For me, as a writer, being a successful failure means consistent writing, frequent rejection, occasional success… but even when I’m failing and flailing, sticking with it. Doing it for so long that people believe I’m still a writer even when time between successes yawns like an endless abyss.
YMMV with the exact definition, but the same can be said of success itself: it looks like different things to different people. If you’re an actor, an artist, an architect*, whatever— there are parallels in the process of chasing your goals, but you can set your own specific parameters for what successful failure looks like for you.
*If you are an architect or a doctor or something, please set parameters wherein failure is only defined as losing out on a job or not being selected for a fellowship, and not, you know, failing building safety inspections or failing to remove the correct kidney.
Step Two: Fail Frequently
Self explanatory. See the Beckett quote that kicked this post off.

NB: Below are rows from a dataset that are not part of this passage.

//! Defaults for freshly created boards, loaded from TOML.
//!
//! Every key is optional:
//!
//! ```toml
//! width = 1024
//! height = 768
//! enemy_spawn_rate = 0.8
//!
//! [player]
//! color = "#00ff88"
//! life = 5
//! ```

use std::path::Path;

use serde::{Deserialize, Serialize};

use crate::codec::{self, Format};
use crate::error::LoadError;

#[derive(Clone, Debug, PartialEq, Serialize, Deserialize)]
#[serde(default)]
pub struct BoardConfig {
    pub width: f64,
    pub height: f64,
    pub enemy_spawn_rate: f64,
    pub scale_multiplier: f64,
    pub player: PlayerConfig,
}

#[derive(Clone, Debug, PartialEq, Serialize, Deserialize)]
#[serde(default)]
pub struct PlayerConfig {
    pub reload_speed: f64,
    pub color: String,
    pub scale: f64,
    pub life: u32,
}

impl Default for BoardConfig {
    fn default() -> Self {
        Self {
            width: 800.0,
            height: 600.0,
            enemy_spawn_rate: 0.5,
            scale_multiplier: 1.0,
            player: PlayerConfig::default(),
        }
    }
}

impl Default for PlayerConfig {
    fn default() -> Self {
        Self {
            reload_speed: 1.0,
            color: "blue".to_string(),
            scale: 1.0,
            life: 3,
        }
    }
}

impl BoardConfig {
    pub fn from_toml_str(text: &str) -> Result<Self, LoadError> {
        codec::decode(text, Format::Toml)
    }

    pub fn load(path: &Path) -> Result<Self, LoadError> {
        let text = codec::read_file(path)?;
        let config = Self::from_toml_str(&text)?;
        tracing::debug!(path = %path.display(), "loaded board config");
        Ok(config)
    }
}
//! Invariant checks for boards that arrive from outside the crate.
//!
//! Deserialisation already guarantees the shape (and the direction flag);
//! everything the type system cannot express is checked here.  Checks never
//! stop at the first problem: callers get the full list.

use std::collections::BTreeMap;

use thiserror::Error;

use crate::color::ColorSpec;
use crate::entities::GameBoard;
use crate::error::{BoardError, ColorError};

/// Largest id or score every supported format can store (TOML integers are i64).
pub const MAX_INTEGER: u64 = i64::MAX as u64;

/// One broken invariant, tagged with the path of the offending field.
#[derive(Debug, Clone, PartialEq, Error)]
pub enum Violation {
    #[error("{field} is not a finite number")]
    NotFinite { field: String },
    #[error("{field} must not be negative, got {value}")]
    Negative { field: String, value: f64 },
    #[error("{field}: {source}")]
    BadColor {
        field: String,
        #[source]
        source: ColorError,
    },
    #[error("{field} = {value} is above the largest storable integer {}", MAX_INTEGER)]
    OutOfRange { field: String, value: u64 },
    #[error("entity id {id} is used by {count} entities")]
    DuplicateId { id: u64, count: usize },
}

/// Collect every violation found on `board`, in field order.
pub fn validate_board(board: &GameBoard) -> Vec<Violation> {
    let mut found = Vec::new();

    non_negative(&mut found, "size.width", board.size.width);
    non_negative(&mut found, "size.height", board.size.height);

    let entities = board.entities.as_deref().unwrap_or(&[]);
    for (i, entity) in entities.iter().enumerate() {
        let at = |field: &str| format!("entities[{i}].{field}");
        integer(&mut found, at("id"), entity.id);
        finite(&mut found, at("angle"), entity.angle);
        non_negative(&mut found, at("speed"), entity.speed);
        color(&mut found, at("color"), &entity.color);
        non_negative(&mut found, at("scale"), entity.scale);
        finite(&mut found, at("position.x"), entity.position.x);
        finite(&mut found, at("position.y"), entity.position.y);
    }

    non_negative(&mut found, "enemySpawnRate", board.enemy_spawn_rate);
    non_negative(&mut found, "player.reloadSpeed", board.player.reload_speed);
    color(&mut found, "player.color", &board.player.color);
    non_negative(&mut found, "player.scale", board.player.scale);
    non_negative(&mut found, "scaleMultiplier", board.scale_multiplier);
    integer(&mut found, "score", board.score);

    // BTreeMap keeps the report order stable
    let mut seen: BTreeMap<u64, usize> = BTreeMap::new();
    for entity in entities {
        *seen.entry(entity.id).or_default() += 1;
    }
    found.extend(
        seen.into_iter()
            .filter(|&(_, count)| count > 1)
            .map(|(id, count)| Violation::DuplicateId { id, count }),
    );

    found
}

/// Like [`validate_board`], but as a `Result` for use with `?`.
pub fn ensure_valid(board: &GameBoard) -> Result<(), BoardError> {
    let violations = validate_board(board);
    if violations.is_empty() {
        Ok(())
    } else {
        Err(BoardError::Invalid(violations))
    }
}

// ── Field checks ──────────────────────────────────────────────────────────────

fn finite(found: &mut Vec<Violation>, field: impl Into<String>, value: f64) -> bool {
    if value.is_finite() {
        true
    } else {
        found.push(Violation::NotFinite { field: field.into() });
        false
    }
}

fn non_negative(found: &mut Vec<Violation>, field: impl Into<String>, value: f64) {
    let field = field.into();
    if finite(found, field.clone(), value) && value < 0.0 {
        found.push(Violation::Negative { field, value });
    }
}

fn integer(found: &mut Vec<Violation>, field: impl Into<String>, value: u64) {
    if value > MAX_INTEGER {
        found.push(Violation::OutOfRange { field: field.into(), value });
    }
}

fn color(found: &mut Vec<Violation>, field: impl Into<String>, value: &str) {
    if let Err(source) = value.parse::<ColorSpec>() {
        found.push(Violation::BadColor { field: field.into(), source });
    }
}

You can’t be a failure—or a success—without putting yourself and/or your work out there, a lot. In case you need another quote, here’s a banger from Tina Fey: "You've got to experience failure to understand that you can survive it."
Step Three: Terrible Timing
I am the queen of terrible timing. (But let’s not make this all about me: we live in an era of terrible timing.) I think the key is to learn to laugh anxiously at the reality of terrible timing, roll with it as best you can, and be ready for the universe to send unexpected alternative options your way.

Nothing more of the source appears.